*MATERIAL FOR THIS TASK*:
+++

/* ********************************************************************** **
**  This file is part of fcs2.                                            **
**                                                                        **
**  fcs2 is free software: you can redistribute it and/or modify it under **
**  the terms of the GNU General Public License as published by the Free  **
**  Software Foundation, either version 3 of the License, or (at your     **
**  option) any later version.                                            **
**                                                                        **
**      http://www.gnu.org/licenses/                                      **
**                                                                        **
** Do note that, while the whole of fcs2 is licensed under the GPL, many  **
** parts of it are licensed under more permissive terms.                  **
** ********************************************************************** */

use crate::FailResult;
use crate::low_level::{LowLevelApi, RawRunOutput};
use crate::pub_types::Common;

use std::ffi::{CStr, CString};

use scafacos_sys as fcs;

/// A light wrapper around a solver handle which handles ownership concerns
/// and provides an interface that uses rust primitive types.
///
/// This implements the low-level API in a manner which directly wraps the C
/// functions, making it suitable for either of the following:
///
/// - For methods to be called on the only process, in a non-MPI setup
///   (the handle is then built on `MPI_COMM_SELF`).
/// - For methods to be called at the same time with the same arguments
///   on all processes, when MPI is used.
///
/// It is expressly NOT CLONE.
#[derive(Debug)]
pub(crate) struct FcsOwner {
    // Handle to the solver instance.
    // - The lack of Clone prevents double-freeing.
    // - Box is not used because it is not allocated by Rust.
    handle: fcs::FCS,
}

impl FcsOwner {
    /// # MPI
    ///
    /// The library's init call is collective over the given communicator.
    /// This method must be called on all member processes with the same
    /// arguments, and afterwards every other public method must be called on
    /// all processes with the same arguments in the same order.
    /// **This includes `Drop::drop`!**
    ///
    /// # Safety
    ///
    /// `communicator` must be a live MPI communicator in the ABI the library
    /// was built against. Also, the library keeps global state, so it is
    /// unsafe to use multiple instances simultaneously on separate threads
    /// (see `INSTANCE_LOCK`).
    pub(crate) unsafe fn new(method: &str, communicator: fcs::MPI_Comm) -> FailResult<Self>
    {Ok({
        let method = CString::new(method)?;
        let mut handle: fcs::FCS = std::ptr::null_mut();

        api_trace!("fcs_init((out), {:?}, {:p})", method, communicator);
        check(fcs::fcs_init(&mut handle, method.as_ptr(), communicator))?;

        if handle.is_null() {
            bail!("solver initialization reported success but returned a null handle");
        }
        FcsOwner { handle }
    })}
}

impl Drop for FcsOwner {
    fn drop(&mut self) {
        api_trace!("fcs_destroy({:p})", self.handle);
        let result = unsafe { fcs::fcs_destroy(self.handle) };
        if let Err(e) = check(result) {
            // can't do anything more useful during a drop
            warn!("error destroying solver handle: {}", e);
        }
    }
}

impl LowLevelApi for FcsOwner {
    fn set_common(&mut self, common: Common) -> FailResult<()>
    {Ok({
        let Common {
            box_a, box_b, box_c, offset, periodicity, total_particles, near_field_flag,
        } = common;
        let periodicity: [fcs::fcs_int; 3] = [
            periodicity[0] as _,
            periodicity[1] as _,
            periodicity[2] as _,
        ];

        api_trace!(
            "fcs_set_common({:p}, {}, {:?}, {:?}, {:?}, {:?}, {:?}, {})",
            self.handle, near_field_flag as i32, box_a, box_b, box_c, offset,
            periodicity, total_particles,
        );
        check(unsafe {
            fcs::fcs_set_common(
                self.handle,
                near_field_flag as fcs::fcs_int,
                box_a.as_ptr(),
                box_b.as_ptr(),
                box_c.as_ptr(),
                offset.as_ptr(),
                periodicity.as_ptr(),
                to_fcs_int(total_particles)?,
            )
        })?;
    })}

    fn set_r_cut(&mut self, r_cut: Option<f64>) -> FailResult<()>
    {Ok({
        match r_cut {
            Some(r_cut) => {
                api_trace!("fcs_set_r_cut({:p}, {})", self.handle, r_cut);
                check(unsafe { fcs::fcs_set_r_cut(self.handle, r_cut) })?;
            },
            None => {
                api_trace!("fcs_unset_r_cut({:p})", self.handle);
                check(unsafe { fcs::fcs_unset_r_cut(self.handle) })?;
            },
        }
    })}

    fn set_parameters(&mut self, parameters: String) -> FailResult<()>
    {Ok({
        if parameters.is_empty() {
            return Ok(());
        }
        let parameters = CString::new(parameters)?;

        api_trace!("fcs_set_parameters({:p}, {:?}, 0)", self.handle, parameters);
        // continue_on_errors = false; an unknown name is a bug in our
        // config-to-parameter translation and must not be swallowed
        check(unsafe { fcs::fcs_set_parameters(self.handle, parameters.as_ptr(), 0) })?;
    })}

    fn set_compute_virial(&mut self, enable: bool) -> FailResult<()>
    {Ok({
        api_trace!("fcs_set_compute_virial({:p}, {})", self.handle, enable as i32);
        check(unsafe { fcs::fcs_set_compute_virial(self.handle, enable as fcs::fcs_int) })?;
    })}

    fn tune(&mut self, mut positions: Vec<f64>, mut charges: Vec<f64>) -> FailResult<()>
    {Ok({
        let n = checked_particle_count(&positions, &charges)?;

        api_trace!("fcs_tune({:p}, {}, ..)", self.handle, n);
        check(unsafe {
            fcs::fcs_tune(self.handle, n, positions.as_mut_ptr(), charges.as_mut_ptr())
        })?;
    })}

    fn run(&mut self, mut positions: Vec<f64>, mut charges: Vec<f64>) -> FailResult<RawRunOutput>
    {Ok({
        let n = checked_particle_count(&positions, &charges)?;

        let mut field = vec![0.0; positions.len()];
        let mut potentials = vec![0.0; charges.len()];

        api_trace!("fcs_run({:p}, {}, ..)", self.handle, n);
        check(unsafe {
            fcs::fcs_run(
                self.handle,
                n,
                positions.as_mut_ptr(),
                charges.as_mut_ptr(),
                field.as_mut_ptr(),
                potentials.as_mut_ptr(),
            )
        })?;

        RawRunOutput { field, potentials }
    })}

    fn virial(&mut self) -> FailResult<Vec<f64>>
    {Ok({
        let mut virial = vec![0.0; 9];

        api_trace!("fcs_get_virial({:p}, (out))", self.handle);
        check(unsafe { fcs::fcs_get_virial(self.handle, virial.as_mut_ptr()) })?;

        virial
    })}
}

// NOTE: Every call to an extern "C" function must have its FCSResult fed
//       through this. (this is our '?')
fn check(result: fcs::FCSResult) -> Result<(), crate::FcsError> {
    if result.is_null() {
        return Ok(());
    }

    unsafe {
        let code = fcs::fcs_result_get_return_code(result) as i32;
        let message = {
            let ptr = fcs::fcs_result_get_message(result);
            if ptr.is_null() {
                String::from("(no message)")
            } else {
                CStr::from_ptr(ptr).to_string_lossy().into_owned()
            }
        };
        // destroying the result invalidates the message pointer, so this
        // comes last
        let _ = fcs::fcs_result_destroy(result);

        Err(crate::FcsError {
            backtrace: failure::Backtrace::new(),
            code, message,
        })
    }
}

fn checked_particle_count(positions: &[f64], charges: &[f64]) -> FailResult<fcs::fcs_int> {
    if positions.len() != 3 * charges.len() {
        bail!(
            "flattened positions have {} values for {} charges",
            positions.len(), charges.len(),
        );
    }
    to_fcs_int(charges.len())
}

fn to_fcs_int(x: usize) -> FailResult<fcs::fcs_int> {
    if x > fcs::fcs_int::max_value() as usize {
        bail!("value too large for the solver library's integer type: {}", x);
    }
    Ok(x as fcs::fcs_int)
}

+++

*WORK INSTRUCTIONS*: Each record must be copied out exactly and in full.

*ANSWER AREA*:
/* ********************************************************************** **
**  This file is part of fcs2.                                            **
**                                                                        **
**  fcs2 is free software: you can redistribute it and/or modify it under **
**  the terms of the GNU General Public License as published by the Free  **
**  Software Foundation, either version 3 of the License, or (at your     **
**  option) any later version.                                            **
**                                                                        **
**      http://www.gnu.org/licenses/                                      **
**                                                                        **
** Do note that, while the whole of fcs2 is licensed under the GPL, many  **
** parts of it are licensed under more permissive terms.                  **
** ********************************************************************** */

use crate::FailResult;
use crate::low_level::{LowLevelApi, RawRunOutput};
use crate::pub_types::Common;

use std::ffi::{CStr, CString};

use scafacos_sys as fcs;

/// A light wrapper around a solver handle which handles ownership concerns
/// and provides an interface that uses rust primitive types.
///
/// This implements the low-level API in a manner which directly wraps the C
/// functions, making it suitable for either of the following:
///
/// - For methods to be called on the only process, in a non-MPI setup
///   (the handle is then built on `MPI_COMM_SELF`).
/// - For methods to be called at the same time with the same arguments
///   on all processes, when MPI is used.
///
/// It is expressly NOT CLONE.
#[derive(Debug)]
pub(crate) struct FcsOwner {
    // Handle to the solver instance.
    // - The lack of Clone prevents double-freeing.
    // - Box is not used because it is not allocated by Rust.
    handle: fcs::FCS,
}

impl FcsOwner {
    /// # MPI
    ///
    /// The library's init call is collective over the given communicator.
    /// This method must be called on all member processes with the same
    /// arguments, and afterwards every other public method must be called on
    /// all processes with the same arguments in the same order.
    /// **This includes `Drop::drop`!**
    ///
    /// # Safety
    ///
    /// `communicator` must be a live MPI communicator in the ABI the library
    /// was built against. Also, the library keeps global state, so it is
    /// unsafe to use multiple instances simultaneously on separate threads
    /// (see `INSTANCE_LOCK`).
    pub(crate) unsafe fn new(method: &str, communicator: fcs::MPI_Comm) -> FailResult<Self>
    {Ok({
        let method = CString::new(method)?;
        let mut handle: fcs::FCS = std::ptr::null_mut();

        api_trace!("fcs_init((out), {:?}, {:p})", method, communicator);
        check(fcs::fcs_init(&mut handle, method.as_ptr(), communicator))?;

        if handle.is_null() {
            bail!("solver initialization reported success but returned a null handle");
        }
        FcsOwner { handle }
    })}
}

impl Drop for FcsOwner {
    fn drop(&mut self) {
        api_trace!("fcs_destroy({:p})", self.handle);
        let result = unsafe { fcs::fcs_destroy(self.handle) };
        if let Err(e) = check(result) {
            // can't do anything more useful during a drop
            warn!("error destroying solver handle: {}", e);
        }
    }
}

impl LowLevelApi for FcsOwner {
    fn set_common(&mut self, common: Common) -> FailResult<()>
    {Ok({
        let Common {
            box_a, box_b, box_c, offset, periodicity, total_particles, near_field_flag,
        } = common;
        let periodicity: [fcs::fcs_int; 3] = [
            periodicity[0] as _,
            periodicity[1] as _,
            periodicity[2] as _,
        ];

        api_trace!(
            "fcs_set_common({:p}, {}, {:?}, {:?}, {:?}, {:?}, {:?}, {})",
            self.handle, near_field_flag as i32, box_a, box_b, box_c, offset,
            periodicity, total_particles,
        );
        check(unsafe {
            fcs::fcs_set_common(
                self.handle,
                near_field_flag as fcs::fcs_int,
                box_a.as_ptr(),
                box_b.as_ptr(),
                box_c.as_ptr(),
                offset.as_ptr(),
                periodicity.as_ptr(),
                to_fcs_int(total_particles)?,
            )
        })?;
    })}

    fn set_r_cut(&mut self, r_cut: Option<f64>) -> FailResult<()>
    {Ok({
        match r_cut {
            Some(r_cut) => {
                api_trace!("fcs_set_r_cut({:p}, {})", self.handle, r_cut);
                check(unsafe { fcs::fcs_set_r_cut(self.handle, r_cut) })?;
            },
            None => {
                api_trace!("fcs_unset_r_cut({:p})", self.handle);
                check(unsafe { fcs::fcs_unset_r_cut(self.handle) })?;
            },
        }
    })}

    fn set_parameters(&mut self, parameters: String) -> FailResult<()>
    {Ok({
        if parameters.is_empty() {
            return Ok(());
        }
        let parameters = CString::new(parameters)?;

        api_trace!("fcs_set_parameters({:p}, {:?}, 0)", self.handle, parameters);
        // continue_on_errors = false; an unknown name is a bug in our
        // config-to-parameter translation and must not be swallowed
        check(unsafe { fcs::fcs_set_parameters(self.handle, parameters.as_ptr(), 0) })?;
    })}

    fn set_compute_virial(&mut self, enable: bool) -> FailResult<()>
    {Ok({
        api_trace!("fcs_set_compute_virial({:p}, {})", self.handle, enable as i32);
        check(unsafe { fcs::fcs_set_compute_virial(self.handle, enable as fcs::fcs_int) })?;
    })}

    fn tune(&mut self, mut positions: Vec<f64>, mut charges: Vec<f64>) -> FailResult<()>
    {Ok({
        let n = checked_particle_count(&positions, &charges)?;

        api_trace!("fcs_tune({:p}, {}, ..)", self.handle, n);
        check(unsafe {
            fcs::fcs_tune(self.handle, n, positions.as_mut_ptr(), charges.as_mut_ptr())
        })?;
    })}

    fn run(&mut self, mut positions: Vec<f64>, mut charges: Vec<f64>) -> FailResult<RawRunOutput>
    {Ok({
        let n = checked_particle_count(&positions, &charges)?;

        let mut field = vec![0.0; positions.len()];
        let mut potentials = vec![0.0; charges.len()];

        api_trace!("fcs_run({:p}, {}, ..)", self.handle, n);
        check(unsafe {
            fcs::fcs_run(
                self.handle,
                n,
                positions.as_mut_ptr(),
                charges.as_mut_ptr(),
                field.as_mut_ptr(),
                potentials.as_mut_ptr(),
            )
        })?;

        RawRunOutput { field, potentials }
    })}

    fn virial(&mut self) -> FailResult<Vec<f64>>
    {Ok({
        let mut virial = vec![0.0; 9];

        api_trace!("fcs_get_virial({:p}, (out))", self.handle);
        check(unsafe { fcs::fcs_get_virial(self.handle, virial.as_mut_ptr()) })?;

        virial
    })}
}

// NOTE: Every call to an extern "C" function must have its FCSResult fed
//       through this. (this is our '?')
fn check(result: fcs::FCSResult) -> Result<(), crate::FcsError> {
    if result.is_null() {
        return Ok(());
    }

    unsafe {
        let code = fcs::fcs_result_get_return_code(result) as i32;
        let message = {
            let ptr = fcs::fcs_result_get_message(result);
            if ptr.is_null() {
                String::from("(no message)")
            } else {
                CStr::from_ptr(ptr).to_string_lossy().into_owned()
            }
        };
        // destroying the result invalidates the message pointer, so this
        // comes last
        let _ = fcs::fcs_result_destroy(result);

        Err(crate::FcsError {
            backtrace: failure::Backtrace::new(),
            code, message,
        })
    }
}

fn checked_particle_count(positions: &[f64], charges: &[f64]) -> FailResult<fcs::fcs_int> {
    if positions.len() != 3 * charges.len() {
        bail!(
            "flattened positions have {} values for {} charges",
            positions.len(), charges.len(),
        );
    }
    to_fcs_int(charges.len())
}

fn to_fcs_int(x: usize) -> FailResult<fcs::fcs_int> {
    if x > fcs::fcs_int::max_value() as usize {
        bail!("value too large for the solver library's integer type: {}", x);
    }
    Ok(x as fcs::fcs_int)
}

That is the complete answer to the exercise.